I disagree strongly with the suggestion that the soundtrack section should be split out into its own section, for two reasons. First, this article does not merit splitting on length alone and it is unlikely to grow too much bigger. Second, this movie is a musical -- it's all about the music -- and therefore, the film and the music info should stay together. Split apart, you will have two very short articles that lack the full context. And it's likely that some information, such as the Academy Award, will end up being repeated in both places. I say keep it as one article, just as it is now. --Melty girl (talk) 05:16, 16 March 2008 (UTC)

Agree: A musical film like this is mostly about the soundtrack. Joe Byrne -- Plé -- Contribs - :ga: - :fr: - Ichthus.svg - 11:00, 18 March 2008 (UTC)

Unsubtitled I love you[edit]

As much as I debated to include the translation of the mentioned phrase into the plot, I have an issue with the phrase Miluju tebe being listed there. The reason I say that is that during the last time this was thouroughly debated, different editors came up with different theories on what was said. Besides Miluju tebe, editors also described the uttered phrase as Miluju te[1] and Noor-ho-tebbe[2] (which is what I remember hearing in the film). In the external link that I provided as proof that I love you is in fact what Girl said, Hansard speaks of Irglova ad-libbing the scene where she says I love you in Czech but then also goes to say But then we shot another version of the scene where she said something else. I wonder if that means that one version contains Miluju te or Miluju tebe and the other version contains Noor-ho-tebbe and that, maybe, European and North American DVDs each contain a different scene?

In that case, I would suggest de-listing Miluju tebe from the plot description for an english translation or to remove it altogether because the 2 phrases that might have been shot don't neccessarily have the same translation. SWik78 (talk) 19:11, 2 April 2008 (UTC)

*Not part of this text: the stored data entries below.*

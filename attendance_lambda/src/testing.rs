//! In-memory stand-ins for the managed services.

use std::collections::HashMap;
use std::io::Cursor;
use std::sync::Mutex;

use image::{DynamicImage, ImageFormat, Rgb, RgbImage};

use crate::error::{AttendanceError, AttendanceResult};
use crate::model::{AttendanceUpdate, BoundingBox, FaceMatch, IdentityRecord, ImageRef};
use crate::services::{FaceIndex, ImageStore, RecordStore};

pub fn sample_jpeg(width: u32, height: u32) -> Vec<u8> {
    let image = RgbImage::from_fn(width, height, |x, y| {
        Rgb([(x % 256) as u8, (y % 256) as u8, 90])
    });
    let mut bytes = Cursor::new(Vec::new());
    DynamicImage::ImageRgb8(image)
        .write_to(&mut bytes, ImageFormat::Jpeg)
        .unwrap();
    bytes.into_inner()
}

#[derive(Default)]
pub struct MemoryImageStore {
    objects: HashMap<(String, String), Vec<u8>>,
}

impl MemoryImageStore {
    pub fn with_object(mut self, bucket: &str, key: &str, bytes: Vec<u8>) -> Self {
        self.objects.insert((bucket.into(), key.into()), bytes);
        self
    }
}

impl ImageStore for MemoryImageStore {
    async fn get(&self, image: &ImageRef) -> AttendanceResult<Vec<u8>> {
        self.objects
            .get(&(image.bucket.clone(), image.key.clone()))
            .cloned()
            .ok_or_else(|| AttendanceError::ImageNotFound {
                bucket: image.bucket.clone(),
                key: image.key.clone(),
            })
    }
}

/// Every indexed face "appears" in every searched crop with `similarity`.
/// Individual searches can be scripted to fail or return a fixed answer.
#[derive(Default)]
pub struct MemoryFaceIndex {
    pub detections: Vec<BoundingBox>,
    pub similarity: f32,
    pub fail_detection: bool,
    pub faces_per_image: HashMap<String, usize>,
    pub scripted_searches: Mutex<Vec<Option<Vec<FaceMatch>>>>,
    pub indexed: Mutex<Vec<String>>,
    pub searches: Mutex<Vec<(f32, i32)>>,
}

impl MemoryFaceIndex {
    pub fn detecting(detections: Vec<BoundingBox>, similarity: f32) -> Self {
        Self {
            detections,
            similarity,
            ..Default::default()
        }
    }

    pub fn search_count(&self) -> usize {
        self.searches.lock().unwrap().len()
    }
}

impl FaceIndex for MemoryFaceIndex {
    async fn detect_faces(&self, _image: &[u8]) -> AttendanceResult<Vec<BoundingBox>> {
        if self.fail_detection {
            return Err(AttendanceError::face_index("detect_faces throttled"));
        }
        Ok(self.detections.clone())
    }

    async fn index_face(&self, image: &ImageRef) -> AttendanceResult<Vec<String>> {
        let faces = self.faces_per_image.get(&image.key).copied().unwrap_or(1);
        let mut indexed = self.indexed.lock().unwrap();
        let ids: Vec<String> = (0..faces)
            .map(|n| format!("face-{}", indexed.len() + n + 1))
            .collect();
        indexed.extend(ids.iter().cloned());
        Ok(ids)
    }

    async fn search_best_match(
        &self,
        _image: &[u8],
        threshold: f32,
        max_results: i32,
    ) -> AttendanceResult<Vec<FaceMatch>> {
        self.searches.lock().unwrap().push((threshold, max_results));
        let scripted = {
            let mut scripted = self.scripted_searches.lock().unwrap();
            if scripted.is_empty() {
                None
            } else {
                Some(scripted.remove(0))
            }
        };
        match scripted {
            Some(Some(matches)) => return Ok(matches),
            Some(None) => return Err(AttendanceError::face_index("search_faces_by_image failed")),
            None => {}
        }
        if self.similarity < threshold {
            return Ok(Vec::new());
        }
        Ok(self
            .indexed
            .lock()
            .unwrap()
            .iter()
            .take(usize::try_from(max_results).unwrap_or(0))
            .map(|face_id| FaceMatch {
                face_id: face_id.clone(),
                confidence: self.similarity,
            })
            .collect())
    }
}

#[derive(Default)]
pub struct MemoryRecordStore {
    pub records: Mutex<HashMap<String, IdentityRecord>>,
    pub updates: Mutex<Vec<(String, AttendanceUpdate)>>,
    pub fail_puts: bool,
}

impl MemoryRecordStore {
    pub fn with_record(self, record: IdentityRecord) -> Self {
        self.records
            .lock()
            .unwrap()
            .insert(record.face_id.clone(), record);
        self
    }

    pub fn record(&self, face_id: &str) -> Option<IdentityRecord> {
        self.records.lock().unwrap().get(face_id).cloned()
    }

    pub fn len(&self) -> usize {
        self.records.lock().unwrap().len()
    }
}

impl RecordStore for MemoryRecordStore {
    async fn get(&self, face_id: &str) -> AttendanceResult<Option<IdentityRecord>> {
        Ok(self.record(face_id))
    }

    async fn put(&self, record: &IdentityRecord) -> AttendanceResult<()> {
        if self.fail_puts {
            return Err(AttendanceError::record_store("put_item failed"));
        }
        self.records
            .lock()
            .unwrap()
            .insert(record.face_id.clone(), record.clone());
        Ok(())
    }

    async fn update_attendance(
        &self,
        face_id: &str,
        update: AttendanceUpdate,
    ) -> AttendanceResult<()> {
        let mut records = self.records.lock().unwrap();
        let record = records
            .get_mut(face_id)
            .ok_or_else(|| AttendanceError::record_store("update_item failed"))?;
        record.attendance_status = update.attendance_status;
        record.record_time = Some(update.record_time);
        self.updates
            .lock()
            .unwrap()
            .push((face_id.to_string(), update));
        Ok(())
    }
}

pub fn student(face_id: &str, first_name: &str, last_name: &str) -> IdentityRecord {
    IdentityRecord {
        face_id: face_id.into(),
        first_name: first_name.into(),
        last_name: last_name.into(),
        email: None,
        attendance_status: false,
        record_time: None,
    }
}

Wow, this one never ends! OK... first, I don't believe there is a basis for believing that there are different versions of this film circulating. Just because multiple takes were shot doesn't mean anything -- Hansard says that the one used in the final film is "I love you." So I can't go with you on your original theory for multiple versions without a source saying that there are multiple versions of this very low budget film; your memory may be faulty, as memory tends to be. Second, a Czech source has now been provided in the Plot section to back up what she says in Czech -- have you looked at it? If it had not been provided, I would have removed the phrase, as I have many times, because before it was unsourced and required expertise to understand, with different editors thinking she said different things. But now, it is sourced. --Melty girl (talk) 19:25, 2 April 2008 (UTC)
I checked the Czech source and, yes, undeniably it says Miluju tebe. The memory thing may be very true as you suggest. I just wanted input on Hansard's she said something else and what it could mean in relation to people saying Noor-ho-tebbe was said on screen. I don't mean to go into any WP:OR by guessing what he meant when he said it, I just meant to suggest that you were right for fighting as hard as you did to keep it out of the plot section because I'm having second thoughts about supporting its inclusion. Anyways, I got the input I was looking for. Thanks. SWik78 (talk) 19:33, 2 April 2008 (UTC)
Cool. Yes, I'm still not entirely comfortable with it being there, but felt that a source certainly improved things (though most English speakers can't read Czech) and by not translating it in the Plot section, we still go by what the film actually showed/said. --Melty girl (talk) 19:48, 2 April 2008 (UTC)

True. A source did improve things and not translating it to the plot section still goes by what the film actually showed/ said. --DavidD4scnrt (talk) 06:15, 8 April 2008 (UTC)


I'm surprised at the length of discussion of this detail. It's not really possible to call this an Easter Egg for Czechs: of the two words spoken, the characters themselves have already translated the harder one for the listener in the preceding dialogue. The remaining word, "you" in accusative form, is more or less the same across all the slavic languages, and only marginally different from the Romance language forms. Anyone able to say even "What's your name?" ("How are you called?") in any of these languages could make a good guess at the meaning of the reply.

"Love him?"

It's clear she doesn't answer yes or no, because she repeats the same word...

"Love [tebe]"

As the film shows, it's a present reality in Europe that one meets people speaking many languages: some exposure to them is normal. It's perhaps a puzzle for the audience, but not a very difficult one. I hardly think this essential line can be excluded from the plot: it's there for all to understand.85.179.8.171 (talk) 14:21, 8 November 2009 (UTC)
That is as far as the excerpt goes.